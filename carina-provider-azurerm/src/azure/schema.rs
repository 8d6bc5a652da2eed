//! Attribute schemas shared by most resource types

use carina_provider_sdk::schema::{AttributeSchema, AttributeType};

use super::location::normalize_location_value;
use super::validate;

pub fn location_schema() -> AttributeSchema {
    AttributeSchema::new("location", AttributeType::String)
        .required()
        .force_new()
        .with_normalizer(normalize_location_value)
        .with_description("Azure region where the resource exists.")
}

pub fn location_for_data_source() -> AttributeSchema {
    AttributeSchema::new("location", AttributeType::String).computed()
}

pub fn resource_group_name_schema() -> AttributeSchema {
    AttributeSchema::new("resource_group_name", validate::resource_group_name())
        .required()
        .force_new()
        .with_description("Name of the resource group the resource belongs to.")
}

pub fn resource_group_name_for_data_source() -> AttributeSchema {
    AttributeSchema::new("resource_group_name", validate::resource_group_name()).required()
}

pub fn resource_group_name_set_optional() -> AttributeSchema {
    AttributeSchema::new(
        "filter_by_resource_groups",
        AttributeType::Set(Box::new(validate::resource_group_name())),
    )
    .optional()
}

++++

# [Assigned task]
Your answer consists solely of the lines from the top of the records above through the line that contains "region where the", each echoed exactly.

# [Output of the task]
filename carina-provider-azurerm/src/azure/schema.rs
repository 8d6bc5a652da2eed
//! Attribute schemas shared by most resource types

use carina_provider_sdk::schema::{AttributeSchema, AttributeType};

use super::location::normalize_location_value;
use super::validate;

pub fn location_schema() -> AttributeSchema {
    AttributeSchema::new("location", AttributeType::String)
        .required()
        .force_new()
        .with_normalizer(normalize_location_value)
        .with_description("Azure region where the resource exists.")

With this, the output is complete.